EXERCISE BRIEF:
If a line below contains "enumerate", add it to your tally, then answer with the tally alone.

GIVEN DATA:
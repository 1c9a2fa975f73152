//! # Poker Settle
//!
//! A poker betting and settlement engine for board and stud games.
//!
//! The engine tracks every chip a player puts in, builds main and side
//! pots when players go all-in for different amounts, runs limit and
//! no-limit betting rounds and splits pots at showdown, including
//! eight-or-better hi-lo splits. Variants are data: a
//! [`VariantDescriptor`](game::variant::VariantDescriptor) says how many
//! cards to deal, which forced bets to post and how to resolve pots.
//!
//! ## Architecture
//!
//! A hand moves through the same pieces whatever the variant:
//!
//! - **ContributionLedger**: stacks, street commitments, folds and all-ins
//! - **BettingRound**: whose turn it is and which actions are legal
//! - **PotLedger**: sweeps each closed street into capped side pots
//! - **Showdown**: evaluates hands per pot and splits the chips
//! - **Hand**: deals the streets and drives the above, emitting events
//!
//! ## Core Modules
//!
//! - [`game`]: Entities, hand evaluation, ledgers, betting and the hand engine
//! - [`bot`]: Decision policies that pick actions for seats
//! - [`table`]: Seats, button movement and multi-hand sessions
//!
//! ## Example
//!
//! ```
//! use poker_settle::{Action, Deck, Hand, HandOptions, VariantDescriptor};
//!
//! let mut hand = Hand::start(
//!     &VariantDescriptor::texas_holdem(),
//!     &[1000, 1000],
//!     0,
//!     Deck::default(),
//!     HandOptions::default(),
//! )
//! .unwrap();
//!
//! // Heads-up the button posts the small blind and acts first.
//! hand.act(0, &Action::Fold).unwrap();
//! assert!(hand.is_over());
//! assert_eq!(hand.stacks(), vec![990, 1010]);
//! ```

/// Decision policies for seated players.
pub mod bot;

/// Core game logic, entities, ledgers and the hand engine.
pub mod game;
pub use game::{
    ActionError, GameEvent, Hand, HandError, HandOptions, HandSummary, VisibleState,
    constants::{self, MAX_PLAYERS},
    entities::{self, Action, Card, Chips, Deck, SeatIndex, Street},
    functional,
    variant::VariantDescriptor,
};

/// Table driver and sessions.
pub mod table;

* * *

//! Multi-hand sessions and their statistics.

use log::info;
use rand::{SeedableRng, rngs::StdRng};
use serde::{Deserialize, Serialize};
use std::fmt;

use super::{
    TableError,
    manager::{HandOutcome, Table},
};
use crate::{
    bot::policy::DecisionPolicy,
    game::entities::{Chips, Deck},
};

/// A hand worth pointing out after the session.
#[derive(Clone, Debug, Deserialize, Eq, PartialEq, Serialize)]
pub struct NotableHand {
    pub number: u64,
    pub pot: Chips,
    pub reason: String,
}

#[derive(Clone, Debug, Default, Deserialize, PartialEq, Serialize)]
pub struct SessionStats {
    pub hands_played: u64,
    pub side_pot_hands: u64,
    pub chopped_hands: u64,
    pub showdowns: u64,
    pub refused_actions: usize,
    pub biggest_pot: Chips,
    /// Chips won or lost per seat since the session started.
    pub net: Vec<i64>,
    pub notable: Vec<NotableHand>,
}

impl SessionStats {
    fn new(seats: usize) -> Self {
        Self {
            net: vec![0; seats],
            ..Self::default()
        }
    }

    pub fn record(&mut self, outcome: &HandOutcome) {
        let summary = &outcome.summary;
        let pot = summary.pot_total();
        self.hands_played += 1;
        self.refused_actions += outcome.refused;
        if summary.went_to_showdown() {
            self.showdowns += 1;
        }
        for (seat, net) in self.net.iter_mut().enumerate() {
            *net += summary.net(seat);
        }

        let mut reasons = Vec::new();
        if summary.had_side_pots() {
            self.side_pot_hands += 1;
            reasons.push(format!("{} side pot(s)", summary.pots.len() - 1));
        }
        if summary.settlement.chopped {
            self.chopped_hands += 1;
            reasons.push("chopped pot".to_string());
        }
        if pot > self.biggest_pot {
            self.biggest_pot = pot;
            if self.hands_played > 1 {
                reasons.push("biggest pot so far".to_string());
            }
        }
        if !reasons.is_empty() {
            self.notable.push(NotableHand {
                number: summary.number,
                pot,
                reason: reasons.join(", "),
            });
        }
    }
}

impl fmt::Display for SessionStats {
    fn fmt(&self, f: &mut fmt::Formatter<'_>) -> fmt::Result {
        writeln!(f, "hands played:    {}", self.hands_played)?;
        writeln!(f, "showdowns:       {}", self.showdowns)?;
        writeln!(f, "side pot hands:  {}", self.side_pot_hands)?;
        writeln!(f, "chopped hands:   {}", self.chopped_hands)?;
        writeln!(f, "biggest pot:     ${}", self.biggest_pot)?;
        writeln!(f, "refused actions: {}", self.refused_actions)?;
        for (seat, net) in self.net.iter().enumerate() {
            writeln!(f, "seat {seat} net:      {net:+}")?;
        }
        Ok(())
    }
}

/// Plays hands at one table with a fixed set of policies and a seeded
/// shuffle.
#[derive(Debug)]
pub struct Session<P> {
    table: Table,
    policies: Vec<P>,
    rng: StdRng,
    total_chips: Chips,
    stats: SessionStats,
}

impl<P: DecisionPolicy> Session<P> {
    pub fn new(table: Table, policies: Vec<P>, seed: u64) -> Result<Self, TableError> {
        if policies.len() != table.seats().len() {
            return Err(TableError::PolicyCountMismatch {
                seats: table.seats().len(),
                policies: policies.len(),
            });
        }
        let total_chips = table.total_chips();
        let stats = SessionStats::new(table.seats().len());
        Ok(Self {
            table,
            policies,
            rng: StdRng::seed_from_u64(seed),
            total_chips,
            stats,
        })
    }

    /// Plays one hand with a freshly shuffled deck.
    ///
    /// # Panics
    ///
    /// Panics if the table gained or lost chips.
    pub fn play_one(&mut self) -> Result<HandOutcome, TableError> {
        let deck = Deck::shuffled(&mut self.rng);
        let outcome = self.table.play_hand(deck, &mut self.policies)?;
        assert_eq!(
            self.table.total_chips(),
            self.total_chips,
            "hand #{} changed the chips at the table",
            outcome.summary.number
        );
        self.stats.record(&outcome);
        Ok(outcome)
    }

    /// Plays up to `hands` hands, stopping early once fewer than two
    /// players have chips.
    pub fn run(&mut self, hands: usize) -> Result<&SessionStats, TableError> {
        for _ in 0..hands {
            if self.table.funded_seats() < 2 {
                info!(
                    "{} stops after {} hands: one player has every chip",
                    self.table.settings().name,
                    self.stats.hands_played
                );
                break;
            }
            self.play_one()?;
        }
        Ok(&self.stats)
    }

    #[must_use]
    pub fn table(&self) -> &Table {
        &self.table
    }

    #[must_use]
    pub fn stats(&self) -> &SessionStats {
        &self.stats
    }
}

--

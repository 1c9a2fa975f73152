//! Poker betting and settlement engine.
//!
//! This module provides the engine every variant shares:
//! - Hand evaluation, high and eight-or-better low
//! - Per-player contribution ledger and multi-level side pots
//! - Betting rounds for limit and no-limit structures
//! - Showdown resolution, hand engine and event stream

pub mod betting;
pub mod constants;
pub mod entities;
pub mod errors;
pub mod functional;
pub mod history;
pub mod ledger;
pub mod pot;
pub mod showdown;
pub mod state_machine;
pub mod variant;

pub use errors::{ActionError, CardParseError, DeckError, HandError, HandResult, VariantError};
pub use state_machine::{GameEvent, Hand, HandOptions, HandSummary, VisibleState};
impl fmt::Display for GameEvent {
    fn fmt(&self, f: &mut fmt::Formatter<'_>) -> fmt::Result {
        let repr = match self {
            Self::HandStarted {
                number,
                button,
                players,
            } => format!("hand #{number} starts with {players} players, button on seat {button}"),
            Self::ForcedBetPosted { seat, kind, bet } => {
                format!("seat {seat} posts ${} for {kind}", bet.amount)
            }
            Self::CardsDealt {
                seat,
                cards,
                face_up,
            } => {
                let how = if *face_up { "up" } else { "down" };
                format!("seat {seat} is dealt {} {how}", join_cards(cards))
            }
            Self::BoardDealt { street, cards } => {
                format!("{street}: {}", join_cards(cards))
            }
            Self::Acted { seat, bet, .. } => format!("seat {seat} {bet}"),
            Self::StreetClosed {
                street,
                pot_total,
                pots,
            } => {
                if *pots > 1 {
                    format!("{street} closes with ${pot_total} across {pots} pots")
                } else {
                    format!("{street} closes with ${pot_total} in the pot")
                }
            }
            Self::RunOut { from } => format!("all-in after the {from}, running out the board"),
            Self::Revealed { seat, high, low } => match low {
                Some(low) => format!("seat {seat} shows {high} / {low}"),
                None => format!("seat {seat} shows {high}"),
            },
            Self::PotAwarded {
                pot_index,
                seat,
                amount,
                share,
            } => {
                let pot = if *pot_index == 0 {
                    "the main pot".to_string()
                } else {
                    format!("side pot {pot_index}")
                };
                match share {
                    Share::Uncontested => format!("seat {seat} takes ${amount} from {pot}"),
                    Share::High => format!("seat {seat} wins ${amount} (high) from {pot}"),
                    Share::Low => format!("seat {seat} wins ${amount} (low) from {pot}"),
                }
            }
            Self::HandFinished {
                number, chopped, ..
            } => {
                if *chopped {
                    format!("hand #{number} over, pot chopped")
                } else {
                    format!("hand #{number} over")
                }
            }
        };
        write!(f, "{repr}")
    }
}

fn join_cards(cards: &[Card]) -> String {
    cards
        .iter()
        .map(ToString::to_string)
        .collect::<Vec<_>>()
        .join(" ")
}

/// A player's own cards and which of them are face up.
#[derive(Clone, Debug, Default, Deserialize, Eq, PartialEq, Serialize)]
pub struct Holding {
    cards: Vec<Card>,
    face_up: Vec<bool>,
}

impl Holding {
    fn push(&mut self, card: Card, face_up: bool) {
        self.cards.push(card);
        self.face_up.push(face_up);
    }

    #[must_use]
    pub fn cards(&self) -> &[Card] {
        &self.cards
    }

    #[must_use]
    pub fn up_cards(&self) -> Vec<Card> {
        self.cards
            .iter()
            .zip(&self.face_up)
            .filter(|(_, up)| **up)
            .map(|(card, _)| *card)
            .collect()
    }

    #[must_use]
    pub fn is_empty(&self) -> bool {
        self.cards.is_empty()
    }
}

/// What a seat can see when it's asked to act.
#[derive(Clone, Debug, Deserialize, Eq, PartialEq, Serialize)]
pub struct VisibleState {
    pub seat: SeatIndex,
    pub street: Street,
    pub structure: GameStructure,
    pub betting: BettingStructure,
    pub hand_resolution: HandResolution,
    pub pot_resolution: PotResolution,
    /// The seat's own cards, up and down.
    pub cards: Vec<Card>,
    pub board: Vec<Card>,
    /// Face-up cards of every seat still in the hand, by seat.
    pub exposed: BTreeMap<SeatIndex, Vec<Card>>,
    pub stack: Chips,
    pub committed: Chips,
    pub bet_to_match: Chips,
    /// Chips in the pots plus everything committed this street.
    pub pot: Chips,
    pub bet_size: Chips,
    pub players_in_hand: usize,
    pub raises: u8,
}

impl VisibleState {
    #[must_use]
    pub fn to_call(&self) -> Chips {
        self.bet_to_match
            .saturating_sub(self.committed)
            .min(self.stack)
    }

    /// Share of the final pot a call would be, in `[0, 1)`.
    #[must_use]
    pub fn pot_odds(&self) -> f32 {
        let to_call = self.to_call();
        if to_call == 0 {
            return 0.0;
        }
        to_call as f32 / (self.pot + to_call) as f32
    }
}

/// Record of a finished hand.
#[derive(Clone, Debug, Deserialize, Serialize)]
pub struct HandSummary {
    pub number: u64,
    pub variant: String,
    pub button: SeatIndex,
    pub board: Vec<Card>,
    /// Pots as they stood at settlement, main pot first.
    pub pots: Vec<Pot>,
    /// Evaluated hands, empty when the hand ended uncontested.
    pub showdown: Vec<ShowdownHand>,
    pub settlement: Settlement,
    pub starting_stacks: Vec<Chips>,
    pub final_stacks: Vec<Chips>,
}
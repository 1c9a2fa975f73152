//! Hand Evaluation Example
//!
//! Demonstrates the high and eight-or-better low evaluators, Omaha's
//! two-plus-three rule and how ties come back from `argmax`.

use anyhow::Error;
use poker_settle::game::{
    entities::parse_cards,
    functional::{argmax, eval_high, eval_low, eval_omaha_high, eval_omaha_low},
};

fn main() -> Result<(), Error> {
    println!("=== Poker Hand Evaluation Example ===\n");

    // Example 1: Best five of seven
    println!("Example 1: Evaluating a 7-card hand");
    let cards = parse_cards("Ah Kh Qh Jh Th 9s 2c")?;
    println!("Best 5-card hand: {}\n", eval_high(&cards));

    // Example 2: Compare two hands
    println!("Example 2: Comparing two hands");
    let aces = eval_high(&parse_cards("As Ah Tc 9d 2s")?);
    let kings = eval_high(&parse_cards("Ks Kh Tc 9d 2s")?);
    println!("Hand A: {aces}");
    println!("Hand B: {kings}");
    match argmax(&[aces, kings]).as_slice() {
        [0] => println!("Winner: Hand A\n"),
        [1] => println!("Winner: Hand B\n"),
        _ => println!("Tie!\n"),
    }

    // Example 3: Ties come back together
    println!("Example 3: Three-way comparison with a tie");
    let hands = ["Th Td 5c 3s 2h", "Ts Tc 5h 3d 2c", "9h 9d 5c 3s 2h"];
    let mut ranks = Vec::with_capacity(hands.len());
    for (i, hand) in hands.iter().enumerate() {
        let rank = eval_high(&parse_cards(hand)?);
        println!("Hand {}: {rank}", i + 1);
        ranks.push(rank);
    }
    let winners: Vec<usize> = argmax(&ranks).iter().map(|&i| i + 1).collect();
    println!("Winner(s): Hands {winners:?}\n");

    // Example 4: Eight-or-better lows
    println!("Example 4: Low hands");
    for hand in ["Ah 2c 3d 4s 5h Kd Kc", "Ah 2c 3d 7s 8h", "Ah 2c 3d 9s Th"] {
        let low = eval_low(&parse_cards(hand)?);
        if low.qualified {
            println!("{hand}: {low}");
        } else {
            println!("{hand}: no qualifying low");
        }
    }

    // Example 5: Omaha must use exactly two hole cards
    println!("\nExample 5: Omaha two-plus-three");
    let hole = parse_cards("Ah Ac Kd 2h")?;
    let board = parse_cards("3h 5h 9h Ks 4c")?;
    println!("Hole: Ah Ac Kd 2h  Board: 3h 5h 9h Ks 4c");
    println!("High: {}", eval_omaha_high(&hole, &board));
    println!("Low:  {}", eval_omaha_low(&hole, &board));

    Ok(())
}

RESULT FOR THIS TASK:
3